RAW DATA
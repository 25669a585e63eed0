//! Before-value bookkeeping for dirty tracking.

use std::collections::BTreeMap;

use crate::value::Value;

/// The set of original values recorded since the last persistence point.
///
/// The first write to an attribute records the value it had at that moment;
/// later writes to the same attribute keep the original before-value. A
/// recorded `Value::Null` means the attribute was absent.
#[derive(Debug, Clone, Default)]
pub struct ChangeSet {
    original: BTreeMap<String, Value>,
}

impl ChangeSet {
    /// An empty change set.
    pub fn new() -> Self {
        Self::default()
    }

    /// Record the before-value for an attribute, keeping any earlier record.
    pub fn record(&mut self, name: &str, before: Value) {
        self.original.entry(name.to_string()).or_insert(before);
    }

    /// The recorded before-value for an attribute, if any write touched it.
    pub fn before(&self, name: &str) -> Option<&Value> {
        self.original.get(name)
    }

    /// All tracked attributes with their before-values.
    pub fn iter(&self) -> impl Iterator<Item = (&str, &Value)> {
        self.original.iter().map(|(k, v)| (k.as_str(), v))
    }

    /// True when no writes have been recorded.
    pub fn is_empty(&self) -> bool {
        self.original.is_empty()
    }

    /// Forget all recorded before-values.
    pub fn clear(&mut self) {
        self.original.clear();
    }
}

* * *

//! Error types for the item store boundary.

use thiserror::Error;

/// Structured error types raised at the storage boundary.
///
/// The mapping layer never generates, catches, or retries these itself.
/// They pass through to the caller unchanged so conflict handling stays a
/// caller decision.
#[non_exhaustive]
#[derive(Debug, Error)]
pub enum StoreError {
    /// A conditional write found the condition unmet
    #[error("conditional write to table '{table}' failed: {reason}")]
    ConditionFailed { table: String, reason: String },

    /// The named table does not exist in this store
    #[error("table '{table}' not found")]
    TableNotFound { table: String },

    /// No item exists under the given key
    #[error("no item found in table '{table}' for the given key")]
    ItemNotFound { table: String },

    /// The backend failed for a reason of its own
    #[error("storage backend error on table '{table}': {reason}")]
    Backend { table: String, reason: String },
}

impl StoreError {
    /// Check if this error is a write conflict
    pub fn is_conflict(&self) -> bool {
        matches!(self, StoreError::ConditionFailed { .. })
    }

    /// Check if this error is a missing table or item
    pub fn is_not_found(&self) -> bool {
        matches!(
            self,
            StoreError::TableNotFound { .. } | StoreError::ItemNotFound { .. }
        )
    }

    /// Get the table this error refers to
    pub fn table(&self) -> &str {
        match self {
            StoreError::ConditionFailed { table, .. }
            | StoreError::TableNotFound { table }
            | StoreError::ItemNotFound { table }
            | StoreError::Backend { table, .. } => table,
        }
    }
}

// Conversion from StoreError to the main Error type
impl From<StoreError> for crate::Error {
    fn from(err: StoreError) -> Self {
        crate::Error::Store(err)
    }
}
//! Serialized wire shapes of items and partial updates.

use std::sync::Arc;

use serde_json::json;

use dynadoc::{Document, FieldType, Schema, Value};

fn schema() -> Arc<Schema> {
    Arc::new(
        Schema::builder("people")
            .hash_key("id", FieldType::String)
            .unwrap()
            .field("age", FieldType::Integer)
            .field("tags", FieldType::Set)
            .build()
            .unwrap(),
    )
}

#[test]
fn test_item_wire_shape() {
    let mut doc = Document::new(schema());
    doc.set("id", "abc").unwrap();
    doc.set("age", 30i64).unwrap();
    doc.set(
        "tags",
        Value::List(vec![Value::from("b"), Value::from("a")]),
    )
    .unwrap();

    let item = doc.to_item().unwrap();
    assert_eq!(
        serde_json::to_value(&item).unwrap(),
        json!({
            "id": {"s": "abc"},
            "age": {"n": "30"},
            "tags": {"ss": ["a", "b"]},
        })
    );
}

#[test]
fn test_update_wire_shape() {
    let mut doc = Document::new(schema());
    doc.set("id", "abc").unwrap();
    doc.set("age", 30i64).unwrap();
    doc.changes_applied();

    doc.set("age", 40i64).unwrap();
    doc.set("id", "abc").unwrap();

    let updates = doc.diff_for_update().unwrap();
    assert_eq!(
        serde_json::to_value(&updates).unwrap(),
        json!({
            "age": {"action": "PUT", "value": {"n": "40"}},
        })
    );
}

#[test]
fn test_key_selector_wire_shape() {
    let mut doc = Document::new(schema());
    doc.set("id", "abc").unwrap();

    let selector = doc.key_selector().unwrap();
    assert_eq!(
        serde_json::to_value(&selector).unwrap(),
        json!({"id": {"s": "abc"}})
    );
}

---

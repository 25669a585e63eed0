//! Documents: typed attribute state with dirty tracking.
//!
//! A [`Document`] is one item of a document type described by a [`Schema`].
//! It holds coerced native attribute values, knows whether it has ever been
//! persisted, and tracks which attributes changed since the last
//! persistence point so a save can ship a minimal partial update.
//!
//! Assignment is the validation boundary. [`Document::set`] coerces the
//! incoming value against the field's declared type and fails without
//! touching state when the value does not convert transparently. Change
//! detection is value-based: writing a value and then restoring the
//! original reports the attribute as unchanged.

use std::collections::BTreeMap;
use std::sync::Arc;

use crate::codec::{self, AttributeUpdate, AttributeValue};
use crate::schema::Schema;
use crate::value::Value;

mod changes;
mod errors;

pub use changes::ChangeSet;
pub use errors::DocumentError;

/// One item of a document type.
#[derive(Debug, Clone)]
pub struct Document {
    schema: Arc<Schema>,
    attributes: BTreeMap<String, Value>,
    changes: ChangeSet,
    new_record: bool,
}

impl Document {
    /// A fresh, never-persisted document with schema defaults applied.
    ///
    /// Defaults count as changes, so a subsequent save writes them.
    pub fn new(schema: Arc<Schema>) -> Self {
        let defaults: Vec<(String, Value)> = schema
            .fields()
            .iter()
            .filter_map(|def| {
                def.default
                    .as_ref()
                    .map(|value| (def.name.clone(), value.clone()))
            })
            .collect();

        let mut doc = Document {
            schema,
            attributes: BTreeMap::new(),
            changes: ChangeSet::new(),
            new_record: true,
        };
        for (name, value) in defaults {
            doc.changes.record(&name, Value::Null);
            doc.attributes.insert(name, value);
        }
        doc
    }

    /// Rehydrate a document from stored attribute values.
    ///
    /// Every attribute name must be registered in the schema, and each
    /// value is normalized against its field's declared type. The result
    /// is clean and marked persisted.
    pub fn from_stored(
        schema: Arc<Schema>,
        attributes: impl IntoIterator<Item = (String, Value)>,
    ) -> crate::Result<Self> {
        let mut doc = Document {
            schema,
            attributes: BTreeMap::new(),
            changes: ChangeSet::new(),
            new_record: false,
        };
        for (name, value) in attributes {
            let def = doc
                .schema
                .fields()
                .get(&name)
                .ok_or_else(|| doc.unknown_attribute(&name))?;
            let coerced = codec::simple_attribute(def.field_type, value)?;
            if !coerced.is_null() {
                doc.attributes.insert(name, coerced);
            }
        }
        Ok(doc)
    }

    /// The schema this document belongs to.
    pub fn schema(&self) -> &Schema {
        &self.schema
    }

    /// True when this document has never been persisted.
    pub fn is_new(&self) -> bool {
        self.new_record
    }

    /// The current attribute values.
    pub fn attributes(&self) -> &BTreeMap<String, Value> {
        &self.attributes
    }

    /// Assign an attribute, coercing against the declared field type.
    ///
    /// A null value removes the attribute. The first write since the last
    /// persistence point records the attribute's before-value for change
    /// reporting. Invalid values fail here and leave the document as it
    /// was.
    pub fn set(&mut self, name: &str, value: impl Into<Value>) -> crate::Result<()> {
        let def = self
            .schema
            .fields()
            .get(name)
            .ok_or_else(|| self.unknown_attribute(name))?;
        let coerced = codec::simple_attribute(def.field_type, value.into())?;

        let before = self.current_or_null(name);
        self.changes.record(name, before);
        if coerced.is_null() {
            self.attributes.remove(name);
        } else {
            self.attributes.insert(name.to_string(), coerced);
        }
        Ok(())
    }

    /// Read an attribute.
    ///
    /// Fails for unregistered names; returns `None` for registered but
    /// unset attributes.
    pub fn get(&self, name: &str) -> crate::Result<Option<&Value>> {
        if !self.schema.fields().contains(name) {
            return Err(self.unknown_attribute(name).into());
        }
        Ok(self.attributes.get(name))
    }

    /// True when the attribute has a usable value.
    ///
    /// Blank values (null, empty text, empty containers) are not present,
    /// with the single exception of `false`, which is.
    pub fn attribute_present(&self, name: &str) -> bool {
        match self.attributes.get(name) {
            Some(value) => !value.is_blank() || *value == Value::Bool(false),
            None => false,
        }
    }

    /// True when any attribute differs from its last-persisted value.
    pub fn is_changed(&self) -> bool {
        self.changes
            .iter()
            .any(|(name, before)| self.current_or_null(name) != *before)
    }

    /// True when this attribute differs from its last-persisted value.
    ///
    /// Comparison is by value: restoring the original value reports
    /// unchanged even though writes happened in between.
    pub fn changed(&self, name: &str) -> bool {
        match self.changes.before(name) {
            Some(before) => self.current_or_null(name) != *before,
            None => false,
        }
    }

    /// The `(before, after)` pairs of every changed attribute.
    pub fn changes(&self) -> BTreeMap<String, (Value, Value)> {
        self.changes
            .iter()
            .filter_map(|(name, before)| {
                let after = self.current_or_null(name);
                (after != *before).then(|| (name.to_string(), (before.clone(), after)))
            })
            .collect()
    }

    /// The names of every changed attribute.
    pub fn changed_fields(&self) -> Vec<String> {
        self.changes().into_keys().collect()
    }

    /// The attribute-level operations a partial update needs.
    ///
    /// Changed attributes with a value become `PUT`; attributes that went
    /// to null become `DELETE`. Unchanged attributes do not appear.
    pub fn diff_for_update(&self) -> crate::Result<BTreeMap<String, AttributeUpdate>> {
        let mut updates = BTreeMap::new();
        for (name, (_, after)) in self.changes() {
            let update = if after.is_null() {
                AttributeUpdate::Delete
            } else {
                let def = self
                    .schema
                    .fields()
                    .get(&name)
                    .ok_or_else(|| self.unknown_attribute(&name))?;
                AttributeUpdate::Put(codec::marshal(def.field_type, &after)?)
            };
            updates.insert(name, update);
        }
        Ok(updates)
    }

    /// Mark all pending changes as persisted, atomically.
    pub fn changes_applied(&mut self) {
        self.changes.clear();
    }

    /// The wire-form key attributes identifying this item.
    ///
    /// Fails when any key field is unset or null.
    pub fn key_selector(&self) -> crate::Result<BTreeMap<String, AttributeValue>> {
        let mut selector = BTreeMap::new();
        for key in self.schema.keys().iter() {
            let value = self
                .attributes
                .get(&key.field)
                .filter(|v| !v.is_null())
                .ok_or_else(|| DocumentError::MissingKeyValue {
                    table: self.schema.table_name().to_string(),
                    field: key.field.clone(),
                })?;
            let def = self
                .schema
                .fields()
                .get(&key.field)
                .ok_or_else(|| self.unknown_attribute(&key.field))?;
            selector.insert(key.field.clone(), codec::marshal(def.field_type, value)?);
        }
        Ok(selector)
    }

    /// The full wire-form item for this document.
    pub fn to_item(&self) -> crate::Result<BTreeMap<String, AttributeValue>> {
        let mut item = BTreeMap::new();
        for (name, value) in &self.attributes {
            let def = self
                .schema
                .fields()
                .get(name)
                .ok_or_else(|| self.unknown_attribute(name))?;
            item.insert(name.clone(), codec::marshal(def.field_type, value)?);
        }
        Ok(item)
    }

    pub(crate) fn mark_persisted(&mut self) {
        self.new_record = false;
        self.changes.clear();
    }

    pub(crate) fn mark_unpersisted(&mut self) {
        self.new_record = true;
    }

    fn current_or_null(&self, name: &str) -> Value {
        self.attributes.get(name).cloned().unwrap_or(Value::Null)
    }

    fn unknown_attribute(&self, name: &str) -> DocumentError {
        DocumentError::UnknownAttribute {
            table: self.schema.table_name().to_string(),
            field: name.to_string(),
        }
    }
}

EXERCISE
Return each line of the material above that holds the string "persistence".

RESPONSE FOR THIS EXERCISE
/// The set of original values recorded since the last persistence point.
//! persistence point so a save can ship a minimal partial update.
    /// persistence point records the attribute's before-value for change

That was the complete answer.